● TASK OBJECTIVE: Repeat the lines below exactly as written, please, from the line with "if package != self.last_package.load(Ordering::SeqCst)" to the line with "pub fn take_completed(&self)", both lines included, and no others.
----- DATA FOR REVIEW
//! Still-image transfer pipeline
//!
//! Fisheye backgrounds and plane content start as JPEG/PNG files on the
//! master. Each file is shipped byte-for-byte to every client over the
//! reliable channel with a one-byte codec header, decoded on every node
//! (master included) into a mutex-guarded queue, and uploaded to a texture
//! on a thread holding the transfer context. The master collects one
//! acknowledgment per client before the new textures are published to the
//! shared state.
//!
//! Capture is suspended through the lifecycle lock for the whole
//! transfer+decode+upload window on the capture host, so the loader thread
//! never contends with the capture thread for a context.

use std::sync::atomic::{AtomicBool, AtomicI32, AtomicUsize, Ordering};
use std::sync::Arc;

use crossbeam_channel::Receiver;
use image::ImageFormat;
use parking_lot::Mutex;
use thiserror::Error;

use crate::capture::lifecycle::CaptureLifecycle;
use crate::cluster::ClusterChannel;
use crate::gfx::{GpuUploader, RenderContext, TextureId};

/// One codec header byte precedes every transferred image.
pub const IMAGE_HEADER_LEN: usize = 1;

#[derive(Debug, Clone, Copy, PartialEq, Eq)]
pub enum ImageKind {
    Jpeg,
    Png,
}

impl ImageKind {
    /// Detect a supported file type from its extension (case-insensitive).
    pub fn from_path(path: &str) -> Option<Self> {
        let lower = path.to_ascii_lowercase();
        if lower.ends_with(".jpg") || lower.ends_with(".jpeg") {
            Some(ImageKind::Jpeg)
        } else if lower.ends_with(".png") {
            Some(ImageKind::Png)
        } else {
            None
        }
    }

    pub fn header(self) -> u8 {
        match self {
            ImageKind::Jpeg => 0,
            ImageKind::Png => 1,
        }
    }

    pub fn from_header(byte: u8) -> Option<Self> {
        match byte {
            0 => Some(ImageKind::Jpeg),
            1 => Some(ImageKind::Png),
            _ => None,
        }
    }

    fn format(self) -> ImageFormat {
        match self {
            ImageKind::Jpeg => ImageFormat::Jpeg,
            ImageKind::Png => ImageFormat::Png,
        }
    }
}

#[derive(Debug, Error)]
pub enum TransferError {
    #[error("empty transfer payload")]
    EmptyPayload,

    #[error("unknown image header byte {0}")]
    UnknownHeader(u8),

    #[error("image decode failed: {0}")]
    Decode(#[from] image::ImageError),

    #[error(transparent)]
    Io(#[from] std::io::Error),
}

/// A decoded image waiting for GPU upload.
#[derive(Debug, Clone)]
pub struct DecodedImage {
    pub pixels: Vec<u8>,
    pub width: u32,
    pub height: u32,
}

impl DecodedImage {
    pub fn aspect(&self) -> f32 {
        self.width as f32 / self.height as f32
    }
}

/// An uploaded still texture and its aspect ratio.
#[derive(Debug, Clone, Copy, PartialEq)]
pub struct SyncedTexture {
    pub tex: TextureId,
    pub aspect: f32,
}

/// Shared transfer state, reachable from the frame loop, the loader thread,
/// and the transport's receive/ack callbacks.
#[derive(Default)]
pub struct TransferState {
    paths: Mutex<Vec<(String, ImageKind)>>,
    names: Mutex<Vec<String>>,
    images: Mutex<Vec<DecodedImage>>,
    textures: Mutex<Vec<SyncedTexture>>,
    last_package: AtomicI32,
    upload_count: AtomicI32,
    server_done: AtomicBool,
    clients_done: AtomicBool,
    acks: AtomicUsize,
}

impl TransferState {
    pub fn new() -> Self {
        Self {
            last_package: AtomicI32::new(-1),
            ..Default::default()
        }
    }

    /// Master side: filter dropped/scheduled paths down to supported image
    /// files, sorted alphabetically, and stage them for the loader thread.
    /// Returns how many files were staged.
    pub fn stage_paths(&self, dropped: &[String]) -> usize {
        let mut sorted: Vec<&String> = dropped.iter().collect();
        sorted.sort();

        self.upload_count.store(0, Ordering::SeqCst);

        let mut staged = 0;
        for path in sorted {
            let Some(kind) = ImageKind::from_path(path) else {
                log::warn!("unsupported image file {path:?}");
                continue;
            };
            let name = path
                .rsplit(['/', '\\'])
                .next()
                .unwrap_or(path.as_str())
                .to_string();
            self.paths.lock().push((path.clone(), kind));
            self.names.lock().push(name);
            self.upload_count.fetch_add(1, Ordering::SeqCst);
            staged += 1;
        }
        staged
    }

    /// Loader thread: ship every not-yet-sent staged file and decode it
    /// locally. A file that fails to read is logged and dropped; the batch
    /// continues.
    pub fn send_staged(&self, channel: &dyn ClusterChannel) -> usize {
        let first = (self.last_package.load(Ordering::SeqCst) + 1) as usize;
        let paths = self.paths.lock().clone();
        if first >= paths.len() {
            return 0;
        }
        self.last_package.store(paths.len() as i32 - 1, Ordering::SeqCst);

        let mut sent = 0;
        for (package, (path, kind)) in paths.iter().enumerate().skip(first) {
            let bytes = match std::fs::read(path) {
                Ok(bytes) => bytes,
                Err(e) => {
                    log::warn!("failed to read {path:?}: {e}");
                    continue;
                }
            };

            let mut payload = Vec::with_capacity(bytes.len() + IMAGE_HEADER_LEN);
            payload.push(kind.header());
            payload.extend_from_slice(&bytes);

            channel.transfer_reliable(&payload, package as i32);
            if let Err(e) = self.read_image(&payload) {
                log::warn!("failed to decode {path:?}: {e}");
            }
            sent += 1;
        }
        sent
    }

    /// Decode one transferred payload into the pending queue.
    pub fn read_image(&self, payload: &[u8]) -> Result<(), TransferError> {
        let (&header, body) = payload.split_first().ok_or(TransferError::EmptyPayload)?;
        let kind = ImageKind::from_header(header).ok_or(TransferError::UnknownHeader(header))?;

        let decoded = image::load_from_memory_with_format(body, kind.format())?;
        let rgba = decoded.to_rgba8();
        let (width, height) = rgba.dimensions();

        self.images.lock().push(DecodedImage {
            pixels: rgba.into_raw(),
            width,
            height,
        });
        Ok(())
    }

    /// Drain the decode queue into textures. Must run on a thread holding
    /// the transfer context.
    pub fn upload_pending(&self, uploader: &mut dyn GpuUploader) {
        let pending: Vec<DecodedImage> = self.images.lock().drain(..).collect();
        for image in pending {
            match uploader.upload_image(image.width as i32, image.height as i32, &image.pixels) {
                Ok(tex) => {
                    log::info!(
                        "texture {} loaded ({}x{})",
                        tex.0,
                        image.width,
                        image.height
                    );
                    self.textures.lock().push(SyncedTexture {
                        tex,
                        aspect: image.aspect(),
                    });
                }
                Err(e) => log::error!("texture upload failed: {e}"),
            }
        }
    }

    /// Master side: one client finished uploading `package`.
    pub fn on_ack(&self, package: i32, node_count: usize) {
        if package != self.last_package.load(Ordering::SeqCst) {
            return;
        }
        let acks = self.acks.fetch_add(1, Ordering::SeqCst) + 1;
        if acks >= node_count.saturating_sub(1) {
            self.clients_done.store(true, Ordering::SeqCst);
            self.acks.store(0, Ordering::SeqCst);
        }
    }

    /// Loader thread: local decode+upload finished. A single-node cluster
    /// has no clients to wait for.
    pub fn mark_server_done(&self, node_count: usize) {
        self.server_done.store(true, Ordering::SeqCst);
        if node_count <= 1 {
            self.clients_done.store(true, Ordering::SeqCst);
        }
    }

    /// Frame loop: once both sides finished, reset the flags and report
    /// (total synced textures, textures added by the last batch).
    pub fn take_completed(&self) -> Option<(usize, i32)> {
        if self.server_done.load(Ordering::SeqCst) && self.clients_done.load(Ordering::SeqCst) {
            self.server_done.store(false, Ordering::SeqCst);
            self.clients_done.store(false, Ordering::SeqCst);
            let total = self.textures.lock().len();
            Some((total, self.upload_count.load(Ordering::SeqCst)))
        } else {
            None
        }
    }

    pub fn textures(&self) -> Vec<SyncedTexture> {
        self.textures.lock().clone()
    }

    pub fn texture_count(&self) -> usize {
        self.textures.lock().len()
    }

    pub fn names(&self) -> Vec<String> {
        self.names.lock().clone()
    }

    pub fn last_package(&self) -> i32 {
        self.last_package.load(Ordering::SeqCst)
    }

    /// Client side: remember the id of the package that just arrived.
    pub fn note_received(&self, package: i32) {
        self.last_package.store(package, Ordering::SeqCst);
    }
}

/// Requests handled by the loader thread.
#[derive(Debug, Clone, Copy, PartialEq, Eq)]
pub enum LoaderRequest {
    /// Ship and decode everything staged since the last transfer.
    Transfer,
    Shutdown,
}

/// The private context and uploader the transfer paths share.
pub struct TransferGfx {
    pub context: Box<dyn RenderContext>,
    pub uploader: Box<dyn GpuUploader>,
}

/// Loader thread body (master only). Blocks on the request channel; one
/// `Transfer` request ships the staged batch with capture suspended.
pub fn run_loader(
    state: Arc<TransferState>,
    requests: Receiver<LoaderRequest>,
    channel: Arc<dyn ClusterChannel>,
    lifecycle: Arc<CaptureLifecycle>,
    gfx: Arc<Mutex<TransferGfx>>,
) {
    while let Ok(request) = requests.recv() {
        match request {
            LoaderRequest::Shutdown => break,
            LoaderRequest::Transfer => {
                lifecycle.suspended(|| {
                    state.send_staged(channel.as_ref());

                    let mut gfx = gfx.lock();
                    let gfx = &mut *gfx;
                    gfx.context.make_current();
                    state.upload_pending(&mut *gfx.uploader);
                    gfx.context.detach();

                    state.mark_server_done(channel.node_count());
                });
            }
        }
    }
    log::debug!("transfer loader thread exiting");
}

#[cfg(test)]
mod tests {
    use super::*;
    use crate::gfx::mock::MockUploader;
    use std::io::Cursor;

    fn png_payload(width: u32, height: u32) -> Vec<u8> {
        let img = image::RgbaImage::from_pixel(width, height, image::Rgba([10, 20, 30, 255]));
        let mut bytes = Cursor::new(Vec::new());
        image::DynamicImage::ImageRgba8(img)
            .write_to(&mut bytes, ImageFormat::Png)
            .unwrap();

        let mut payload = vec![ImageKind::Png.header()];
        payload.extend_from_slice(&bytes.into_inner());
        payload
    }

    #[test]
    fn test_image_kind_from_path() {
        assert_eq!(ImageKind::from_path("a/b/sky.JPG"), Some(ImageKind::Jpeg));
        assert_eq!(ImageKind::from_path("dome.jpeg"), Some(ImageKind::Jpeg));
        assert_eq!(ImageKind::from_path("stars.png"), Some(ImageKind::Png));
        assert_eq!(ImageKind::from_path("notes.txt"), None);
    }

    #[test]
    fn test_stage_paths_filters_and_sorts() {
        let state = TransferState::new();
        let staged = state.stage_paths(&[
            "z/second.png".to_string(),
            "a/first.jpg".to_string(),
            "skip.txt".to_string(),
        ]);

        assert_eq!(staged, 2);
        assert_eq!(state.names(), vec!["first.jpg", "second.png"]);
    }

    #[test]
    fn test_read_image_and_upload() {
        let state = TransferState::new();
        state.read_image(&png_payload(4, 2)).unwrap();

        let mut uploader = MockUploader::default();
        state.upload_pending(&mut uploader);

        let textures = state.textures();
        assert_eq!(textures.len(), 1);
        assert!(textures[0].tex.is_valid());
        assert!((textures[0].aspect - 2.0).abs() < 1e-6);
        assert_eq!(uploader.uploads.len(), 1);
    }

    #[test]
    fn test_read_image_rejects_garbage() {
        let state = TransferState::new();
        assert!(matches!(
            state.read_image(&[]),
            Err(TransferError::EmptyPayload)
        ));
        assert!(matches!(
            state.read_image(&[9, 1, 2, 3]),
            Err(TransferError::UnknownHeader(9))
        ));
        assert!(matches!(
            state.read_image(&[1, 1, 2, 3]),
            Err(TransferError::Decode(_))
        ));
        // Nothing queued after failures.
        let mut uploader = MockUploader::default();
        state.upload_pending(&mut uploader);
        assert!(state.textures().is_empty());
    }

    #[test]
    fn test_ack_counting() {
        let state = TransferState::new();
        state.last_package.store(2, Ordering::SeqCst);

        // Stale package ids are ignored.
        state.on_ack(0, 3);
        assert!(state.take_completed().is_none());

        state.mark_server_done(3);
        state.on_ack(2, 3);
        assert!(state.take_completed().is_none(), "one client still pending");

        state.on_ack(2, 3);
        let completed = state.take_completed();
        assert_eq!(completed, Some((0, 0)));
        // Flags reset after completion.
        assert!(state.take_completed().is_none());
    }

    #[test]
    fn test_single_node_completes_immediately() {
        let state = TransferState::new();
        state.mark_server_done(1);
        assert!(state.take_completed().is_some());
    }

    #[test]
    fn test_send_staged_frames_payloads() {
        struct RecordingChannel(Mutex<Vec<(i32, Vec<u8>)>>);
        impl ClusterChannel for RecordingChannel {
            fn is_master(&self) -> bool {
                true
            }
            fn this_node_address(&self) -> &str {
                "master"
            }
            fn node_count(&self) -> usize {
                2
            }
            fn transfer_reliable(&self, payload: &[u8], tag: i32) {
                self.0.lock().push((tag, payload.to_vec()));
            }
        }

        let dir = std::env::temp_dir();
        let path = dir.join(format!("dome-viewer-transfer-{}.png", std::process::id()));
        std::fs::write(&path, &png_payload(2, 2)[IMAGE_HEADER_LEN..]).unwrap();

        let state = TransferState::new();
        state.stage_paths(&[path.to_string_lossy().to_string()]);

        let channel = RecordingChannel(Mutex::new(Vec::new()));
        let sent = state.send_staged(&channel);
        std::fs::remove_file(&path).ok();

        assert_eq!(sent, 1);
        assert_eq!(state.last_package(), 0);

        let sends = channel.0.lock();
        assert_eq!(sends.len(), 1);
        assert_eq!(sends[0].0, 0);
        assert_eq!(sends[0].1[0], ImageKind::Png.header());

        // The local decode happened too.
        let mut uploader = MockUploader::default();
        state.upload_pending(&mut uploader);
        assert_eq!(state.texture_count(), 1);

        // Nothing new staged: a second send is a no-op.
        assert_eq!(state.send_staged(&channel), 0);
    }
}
----------
----- DATA FOR REVIEW
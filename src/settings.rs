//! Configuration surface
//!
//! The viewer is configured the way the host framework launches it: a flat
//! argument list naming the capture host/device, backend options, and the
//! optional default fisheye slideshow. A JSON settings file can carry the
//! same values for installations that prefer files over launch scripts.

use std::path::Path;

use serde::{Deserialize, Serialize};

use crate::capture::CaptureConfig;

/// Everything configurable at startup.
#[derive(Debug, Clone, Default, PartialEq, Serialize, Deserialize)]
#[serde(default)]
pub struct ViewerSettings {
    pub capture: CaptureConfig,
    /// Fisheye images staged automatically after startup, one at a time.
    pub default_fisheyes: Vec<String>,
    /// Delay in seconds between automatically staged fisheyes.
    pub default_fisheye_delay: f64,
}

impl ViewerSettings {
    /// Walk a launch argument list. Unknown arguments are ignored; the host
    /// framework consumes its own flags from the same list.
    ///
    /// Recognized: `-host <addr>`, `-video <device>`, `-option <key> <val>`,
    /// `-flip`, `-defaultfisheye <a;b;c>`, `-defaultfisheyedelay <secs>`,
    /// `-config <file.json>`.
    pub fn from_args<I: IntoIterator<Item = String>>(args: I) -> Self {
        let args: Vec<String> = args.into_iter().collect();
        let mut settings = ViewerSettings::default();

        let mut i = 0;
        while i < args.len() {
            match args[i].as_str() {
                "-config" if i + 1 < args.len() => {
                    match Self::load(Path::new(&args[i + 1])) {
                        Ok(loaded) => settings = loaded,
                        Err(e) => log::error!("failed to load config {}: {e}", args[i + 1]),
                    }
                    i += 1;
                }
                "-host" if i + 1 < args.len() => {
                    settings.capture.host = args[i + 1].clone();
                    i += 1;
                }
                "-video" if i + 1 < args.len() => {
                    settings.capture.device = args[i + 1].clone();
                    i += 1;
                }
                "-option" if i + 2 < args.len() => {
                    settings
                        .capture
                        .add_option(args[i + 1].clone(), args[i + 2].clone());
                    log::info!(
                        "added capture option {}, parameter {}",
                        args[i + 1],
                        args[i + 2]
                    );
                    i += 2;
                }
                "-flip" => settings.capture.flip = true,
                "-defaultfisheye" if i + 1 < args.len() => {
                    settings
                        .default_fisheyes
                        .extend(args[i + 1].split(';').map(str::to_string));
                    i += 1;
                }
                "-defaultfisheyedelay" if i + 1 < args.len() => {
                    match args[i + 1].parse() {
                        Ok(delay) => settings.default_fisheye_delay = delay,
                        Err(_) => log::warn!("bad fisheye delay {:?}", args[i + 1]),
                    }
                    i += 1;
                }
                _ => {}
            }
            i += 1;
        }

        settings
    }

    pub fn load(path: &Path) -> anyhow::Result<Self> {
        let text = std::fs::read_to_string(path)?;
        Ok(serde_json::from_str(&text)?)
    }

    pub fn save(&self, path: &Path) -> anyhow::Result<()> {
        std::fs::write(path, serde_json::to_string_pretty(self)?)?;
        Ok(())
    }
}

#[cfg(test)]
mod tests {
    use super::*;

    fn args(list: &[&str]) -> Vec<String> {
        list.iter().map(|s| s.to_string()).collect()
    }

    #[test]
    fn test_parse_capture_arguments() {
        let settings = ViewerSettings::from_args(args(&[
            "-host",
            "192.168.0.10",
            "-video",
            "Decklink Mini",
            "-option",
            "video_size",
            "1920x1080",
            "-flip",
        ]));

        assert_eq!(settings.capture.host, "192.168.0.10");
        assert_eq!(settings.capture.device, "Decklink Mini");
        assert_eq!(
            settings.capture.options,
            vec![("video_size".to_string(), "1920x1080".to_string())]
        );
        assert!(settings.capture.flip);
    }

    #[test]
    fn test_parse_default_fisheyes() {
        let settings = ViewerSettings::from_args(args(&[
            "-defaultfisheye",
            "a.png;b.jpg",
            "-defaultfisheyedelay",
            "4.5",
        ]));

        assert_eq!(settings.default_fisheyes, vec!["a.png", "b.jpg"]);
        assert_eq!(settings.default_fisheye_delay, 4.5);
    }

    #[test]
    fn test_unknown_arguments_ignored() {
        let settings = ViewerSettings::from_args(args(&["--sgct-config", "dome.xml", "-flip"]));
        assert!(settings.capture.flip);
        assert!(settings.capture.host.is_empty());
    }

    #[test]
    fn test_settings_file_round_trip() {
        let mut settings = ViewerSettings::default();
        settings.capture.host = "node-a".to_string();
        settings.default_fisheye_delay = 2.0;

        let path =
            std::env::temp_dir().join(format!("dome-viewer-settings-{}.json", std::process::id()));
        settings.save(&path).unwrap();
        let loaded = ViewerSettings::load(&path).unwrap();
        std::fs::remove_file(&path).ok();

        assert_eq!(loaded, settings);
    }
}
----------
----- DATA FOR REVIEW
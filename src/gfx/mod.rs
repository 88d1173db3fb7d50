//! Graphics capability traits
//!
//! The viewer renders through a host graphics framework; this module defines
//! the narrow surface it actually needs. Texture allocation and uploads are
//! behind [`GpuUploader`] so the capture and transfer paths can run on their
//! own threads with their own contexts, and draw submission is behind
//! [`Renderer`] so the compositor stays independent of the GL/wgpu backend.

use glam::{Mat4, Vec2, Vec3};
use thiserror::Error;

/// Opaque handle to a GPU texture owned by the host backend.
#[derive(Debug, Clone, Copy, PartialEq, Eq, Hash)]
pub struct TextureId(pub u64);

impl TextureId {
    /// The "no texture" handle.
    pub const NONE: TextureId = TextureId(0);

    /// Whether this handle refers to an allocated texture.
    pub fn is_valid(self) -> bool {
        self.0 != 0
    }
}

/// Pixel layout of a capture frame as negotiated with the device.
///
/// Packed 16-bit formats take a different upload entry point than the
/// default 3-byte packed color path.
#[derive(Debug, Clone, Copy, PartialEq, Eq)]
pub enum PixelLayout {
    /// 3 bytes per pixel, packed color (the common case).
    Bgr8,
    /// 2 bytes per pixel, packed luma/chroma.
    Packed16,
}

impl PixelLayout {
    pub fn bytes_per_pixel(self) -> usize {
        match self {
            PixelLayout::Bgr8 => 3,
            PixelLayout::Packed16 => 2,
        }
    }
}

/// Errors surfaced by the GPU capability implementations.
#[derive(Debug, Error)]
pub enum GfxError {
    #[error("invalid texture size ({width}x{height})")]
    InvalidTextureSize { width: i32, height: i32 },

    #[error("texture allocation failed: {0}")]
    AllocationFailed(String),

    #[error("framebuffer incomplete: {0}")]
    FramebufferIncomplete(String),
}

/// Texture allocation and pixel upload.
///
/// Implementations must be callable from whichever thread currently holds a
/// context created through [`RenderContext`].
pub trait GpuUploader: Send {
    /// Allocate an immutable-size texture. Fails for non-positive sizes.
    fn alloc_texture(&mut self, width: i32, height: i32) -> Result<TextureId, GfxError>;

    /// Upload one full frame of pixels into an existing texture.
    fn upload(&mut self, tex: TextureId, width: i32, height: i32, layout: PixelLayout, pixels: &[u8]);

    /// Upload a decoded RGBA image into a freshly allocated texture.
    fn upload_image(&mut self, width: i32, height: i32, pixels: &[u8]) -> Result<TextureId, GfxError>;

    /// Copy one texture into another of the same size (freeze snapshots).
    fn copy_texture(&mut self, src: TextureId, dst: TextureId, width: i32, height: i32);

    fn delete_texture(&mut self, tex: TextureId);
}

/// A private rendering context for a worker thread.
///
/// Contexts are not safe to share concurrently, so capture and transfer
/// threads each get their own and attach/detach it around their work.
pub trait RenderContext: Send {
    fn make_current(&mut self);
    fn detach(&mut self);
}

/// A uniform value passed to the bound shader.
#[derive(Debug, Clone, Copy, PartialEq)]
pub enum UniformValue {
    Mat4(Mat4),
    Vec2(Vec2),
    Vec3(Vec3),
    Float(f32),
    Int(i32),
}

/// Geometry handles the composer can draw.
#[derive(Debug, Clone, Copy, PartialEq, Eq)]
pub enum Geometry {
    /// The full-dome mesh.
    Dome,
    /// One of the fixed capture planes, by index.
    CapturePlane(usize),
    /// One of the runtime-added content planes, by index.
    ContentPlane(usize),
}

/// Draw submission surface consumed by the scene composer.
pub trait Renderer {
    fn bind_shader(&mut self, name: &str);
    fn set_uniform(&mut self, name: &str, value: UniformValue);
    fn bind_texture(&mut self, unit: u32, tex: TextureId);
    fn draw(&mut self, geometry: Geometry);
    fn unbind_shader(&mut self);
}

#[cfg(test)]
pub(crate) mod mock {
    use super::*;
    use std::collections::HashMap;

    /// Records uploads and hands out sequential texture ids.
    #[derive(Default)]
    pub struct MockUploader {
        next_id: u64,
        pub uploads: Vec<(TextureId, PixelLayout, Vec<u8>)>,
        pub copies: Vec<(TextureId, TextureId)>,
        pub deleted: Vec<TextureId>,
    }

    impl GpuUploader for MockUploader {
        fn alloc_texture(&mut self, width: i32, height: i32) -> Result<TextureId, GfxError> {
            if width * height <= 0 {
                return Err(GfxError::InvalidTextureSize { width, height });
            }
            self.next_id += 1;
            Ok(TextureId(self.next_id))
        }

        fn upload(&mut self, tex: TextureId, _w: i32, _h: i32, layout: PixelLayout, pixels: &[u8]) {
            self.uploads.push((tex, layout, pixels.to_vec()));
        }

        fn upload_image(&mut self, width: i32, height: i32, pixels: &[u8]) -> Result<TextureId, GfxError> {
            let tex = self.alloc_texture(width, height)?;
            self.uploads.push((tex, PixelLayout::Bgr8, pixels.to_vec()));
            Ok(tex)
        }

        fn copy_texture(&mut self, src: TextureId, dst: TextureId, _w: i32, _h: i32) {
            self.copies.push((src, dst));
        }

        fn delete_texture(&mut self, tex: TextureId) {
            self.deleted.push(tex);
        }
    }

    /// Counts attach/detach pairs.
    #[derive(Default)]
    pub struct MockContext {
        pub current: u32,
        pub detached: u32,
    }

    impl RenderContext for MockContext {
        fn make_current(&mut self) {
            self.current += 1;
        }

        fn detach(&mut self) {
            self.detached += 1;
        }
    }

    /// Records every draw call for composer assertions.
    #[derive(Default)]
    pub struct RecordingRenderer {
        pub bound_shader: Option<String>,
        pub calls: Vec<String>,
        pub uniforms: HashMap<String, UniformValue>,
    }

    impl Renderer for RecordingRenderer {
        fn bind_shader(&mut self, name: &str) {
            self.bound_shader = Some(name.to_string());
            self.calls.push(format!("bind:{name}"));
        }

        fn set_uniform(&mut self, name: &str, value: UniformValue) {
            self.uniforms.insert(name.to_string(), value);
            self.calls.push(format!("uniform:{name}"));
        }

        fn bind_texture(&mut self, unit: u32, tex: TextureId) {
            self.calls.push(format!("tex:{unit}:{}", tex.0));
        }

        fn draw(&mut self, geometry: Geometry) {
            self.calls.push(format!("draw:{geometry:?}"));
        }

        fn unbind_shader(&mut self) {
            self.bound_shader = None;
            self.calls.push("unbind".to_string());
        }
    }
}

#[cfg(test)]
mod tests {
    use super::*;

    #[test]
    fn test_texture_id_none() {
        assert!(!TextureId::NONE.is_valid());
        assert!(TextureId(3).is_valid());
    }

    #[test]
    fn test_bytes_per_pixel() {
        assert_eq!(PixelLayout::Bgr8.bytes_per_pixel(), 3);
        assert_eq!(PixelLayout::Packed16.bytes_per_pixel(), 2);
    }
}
----------
● FINAL ANSWER:
        if package != self.last_package.load(Ordering::SeqCst) {
            return;
        }
        let acks = self.acks.fetch_add(1, Ordering::SeqCst) + 1;
        if acks >= node_count.saturating_sub(1) {
            self.clients_done.store(true, Ordering::SeqCst);
            self.acks.store(0, Ordering::SeqCst);
        }
    }

    /// Loader thread: local decode+upload finished. A single-node cluster
    /// has no clients to wait for.
    pub fn mark_server_done(&self, node_count: usize) {
        self.server_done.store(true, Ordering::SeqCst);
        if node_count <= 1 {
            self.clients_done.store(true, Ordering::SeqCst);
        }
    }

    /// Frame loop: once both sides finished, reset the flags and report
    /// (total synced textures, textures added by the last batch).
    pub fn take_completed(&self) -> Option<(usize, i32)> {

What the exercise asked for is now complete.